Show that there are not retractions $r:X \to A$ when $X=S^1 \times D^2$ and $A$ is the circle shown in the following picture
I'm reading a solution for this which I don't really understand. The parts I'm not figuring out are first why is $A \approx S^1$? The second part is that if I accept the fact that $A \approx S^1$, then $\pi_1(S^1 \times D^2)=\pi_1(A)=\Bbb Z$ and so if we have a retraction the map $\iota_*:\pi_1(A) \to \pi_1(S^1 \times D^2)$ is an injection by Hatcher's proposition $1.17$. Now it's stated that
However, the map $\iota_*:\pi_1(A) \to \pi_1(S^1 \times D^2)$ is actually trivial, not injective.

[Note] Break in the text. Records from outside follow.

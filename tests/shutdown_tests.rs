//! Graceful shutdown of listener groups.

use std::time::{Duration, Instant};

use listener_group::lifecycle::startup::run_listeners;
use listener_group::lifecycle::{ShutdownCoordinator, ShutdownSignal, SignalWatcher, TaskGroup};
use listener_group::net::{Listener, ListenerState};
use listener_group::Error;
use tokio::io::AsyncWriteExt;
use tokio::net::TcpStream;
use tokio_util::sync::CancellationToken;

mod common;

const GRACE: Duration = Duration::from_secs(2);

#[tokio::test]
async fn terminate_stops_every_listener() {
    let listeners: Vec<_> = (0..3)
        .map(|i| common::slow_listener(&format!("svc{i}"), Duration::from_millis(50)))
        .collect();
    let (watcher, trigger) = SignalWatcher::manual();

    let run = tokio::spawn({
        let listeners = listeners.clone();
        async move { run_listeners(TaskGroup::new(), &listeners, GRACE, watcher).await }
    });

    let addrs = common::wait_all_bound(&listeners).await;
    let client = common::client();
    for addr in &addrs {
        let body = client
            .get(format!("http://{addr}/"))
            .send()
            .await
            .unwrap()
            .text()
            .await
            .unwrap();
        assert_eq!(body, "Hello world\n");
    }

    let start = Instant::now();
    assert!(trigger.send(ShutdownSignal::Terminate));
    let result = tokio::time::timeout(GRACE + Duration::from_secs(1), run)
        .await
        .expect("group did not stop within the grace period")
        .unwrap();

    assert!(matches!(
        result,
        Err(Error::SignalReceived(ShutdownSignal::Terminate))
    ));
    assert!(start.elapsed() < GRACE);
    for listener in &listeners {
        assert_eq!(listener.state(), ListenerState::Stopped);
    }
}

#[tokio::test]
async fn external_cancellation_reports_success() {
    let listeners = vec![
        common::slow_listener("a", Duration::from_millis(10)),
        common::slow_listener("b", Duration::from_millis(10)),
    ];
    let (watcher, _trigger) = SignalWatcher::manual();
    let parent = CancellationToken::new();

    let run = tokio::spawn({
        let listeners = listeners.clone();
        let group = TaskGroup::with_parent(&parent);
        async move { run_listeners(group, &listeners, GRACE, watcher).await }
    });

    common::wait_all_bound(&listeners).await;
    tokio::time::sleep(Duration::from_millis(100)).await;
    parent.cancel();

    let result = tokio::time::timeout(GRACE, run)
        .await
        .expect("group did not stop")
        .unwrap();
    assert!(result.is_ok(), "unexpected error: {result:?}");
    for listener in &listeners {
        assert_eq!(listener.state(), ListenerState::Stopped);
    }
}

#[tokio::test]
async fn in_flight_request_finishes_before_exit() {
    let delay = Duration::from_secs(1);
    let listener = common::slow_listener("slow", delay);
    let (watcher, trigger) = SignalWatcher::manual();

    let run = tokio::spawn({
        let listeners = vec![listener.clone()];
        async move { run_listeners(TaskGroup::new(), &listeners, GRACE, watcher).await }
    });
    let addr = common::wait_all_bound(std::slice::from_ref(&listener)).await[0];

    let started = Instant::now();
    let request = tokio::spawn(async move {
        common::client()
            .get(format!("http://{addr}/work"))
            .send()
            .await?
            .text()
            .await
    });
    common::wait_for_in_flight(&listener, 1).await;

    tokio::time::sleep(Duration::from_millis(400)).await;
    assert!(trigger.send(ShutdownSignal::Interrupt));

    // New connections are refused while the old one drains.
    tokio::time::sleep(Duration::from_millis(100)).await;
    assert!(tokio::net::TcpStream::connect(addr).await.is_err());
    assert_eq!(listener.in_flight().active_count(), 1);

    let body = request.await.unwrap().expect("in-flight request should complete");
    assert_eq!(body, "Hello world\n");

    let result = tokio::time::timeout(GRACE, run).await.unwrap().unwrap();
    assert!(matches!(
        result,
        Err(Error::SignalReceived(ShutdownSignal::Interrupt))
    ));
    assert!(started.elapsed() >= delay);
    assert_eq!(listener.state(), ListenerState::Stopped);
}

#[tokio::test]
async fn request_outliving_grace_period_times_out() {
    let listener = common::slow_listener("stuck", Duration::from_millis(1500));
    let grace = Duration::from_millis(200);

    let server = tokio::spawn({
        let listener = listener.clone();
        async move { listener.serve().await }
    });
    let addr = common::wait_all_bound(std::slice::from_ref(&listener)).await[0];

    let request = tokio::spawn(async move {
        common::client().get(format!("http://{addr}/")).send().await
    });
    common::wait_for_in_flight(&listener, 1).await;

    let cancel = CancellationToken::new();
    cancel.cancel();
    let result = ShutdownCoordinator::new(listener.clone(), grace)
        .run(cancel)
        .await;

    match result {
        Err(Error::ShutdownTimeout { grace_period, .. }) => assert_eq!(grace_period, grace),
        other => panic!("expected timeout, got {other:?}"),
    }

    // The request is abandoned, so serve returns without waiting for it.
    tokio::time::timeout(Duration::from_millis(500), server)
        .await
        .expect("serve should return once the deadline passes")
        .unwrap()
        .unwrap();
    assert_eq!(listener.state(), ListenerState::Stopped);
    drop(request);
}

/// Open a connection that sends an unterminated request head.
async fn half_open_request(addr: std::net::SocketAddr) -> TcpStream {
    let mut stream = TcpStream::connect(addr).await.unwrap();
    stream
        .write_all(b"GET / HTTP/1.1\r\nHost: x\r\n")
        .await
        .unwrap();
    // Give the server time to accept it.
    tokio::time::sleep(Duration::from_millis(100)).await;
    stream
}

#[tokio::test]
async fn half_open_connection_cannot_outlast_grace_period() {
    let listener = common::slow_listener("half-open", Duration::from_millis(10));
    let (watcher, trigger) = SignalWatcher::manual();

    let run = tokio::spawn({
        let listeners = vec![listener.clone()];
        async move { run_listeners(TaskGroup::new(), &listeners, GRACE, watcher).await }
    });
    let addr = common::wait_all_bound(std::slice::from_ref(&listener)).await[0];
    let stream = half_open_request(addr).await;

    let start = Instant::now();
    assert!(trigger.send(ShutdownSignal::Terminate));
    let result = tokio::time::timeout(GRACE + Duration::from_secs(1), run)
        .await
        .expect("half-open connection kept the group alive")
        .unwrap();

    assert!(matches!(
        result,
        Err(Error::SignalReceived(ShutdownSignal::Terminate))
    ));
    assert!(start.elapsed() < GRACE + Duration::from_secs(1));
    assert_eq!(listener.state(), ListenerState::Stopped);
    drop(stream);
}

#[tokio::test]
async fn second_signal_forces_shutdown() {
    let grace = Duration::from_secs(30);
    let listener = common::slow_listener("stuck", Duration::from_secs(30));
    let (watcher, trigger) = SignalWatcher::manual();

    let run = tokio::spawn({
        let listeners = vec![listener.clone()];
        async move { run_listeners(TaskGroup::new(), &listeners, grace, watcher).await }
    });
    let addr = common::wait_all_bound(std::slice::from_ref(&listener)).await[0];

    let request = tokio::spawn(async move {
        common::client().get(format!("http://{addr}/")).send().await
    });
    common::wait_for_in_flight(&listener, 1).await;
    let stream = half_open_request(addr).await;

    assert!(trigger.send(ShutdownSignal::Terminate));
    tokio::time::sleep(Duration::from_millis(300)).await;
    assert!(!run.is_finished());
    assert_eq!(listener.state(), ListenerState::Draining);

    let start = Instant::now();
    assert!(trigger.send(ShutdownSignal::Interrupt));
    let result = tokio::time::timeout(Duration::from_secs(2), run)
        .await
        .expect("second signal did not force shutdown")
        .unwrap();

    // The first signal stays the reported cause.
    assert!(matches!(
        result,
        Err(Error::SignalReceived(ShutdownSignal::Terminate))
    ));
    assert!(start.elapsed() < Duration::from_secs(2));
    assert_eq!(listener.state(), ListenerState::Stopped);
    drop(stream);
    request.abort();
}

This is because $\iota_*$ maps a loop that goes around $A$ once to a loop that goes around the $S^1$ part of $X$ once and then goes around the $S^1$ part of $X$ in the opposite direction, which is homotopic to not looping around anything. So the generator of $\pi_1(A)$ gets sent to $0$, and $\iota_*$ can’t possibly be injective.
What is meant by a trivial map here? Evertyhing gets send to $0$? And where is this conclusion drawn that
$\iota_*$ maps a loop that goes around $A$ once to a loop that goes around the $S^1$ part of $X$ once and then goes around the $S^1$ part of $X$ in the opposite direction.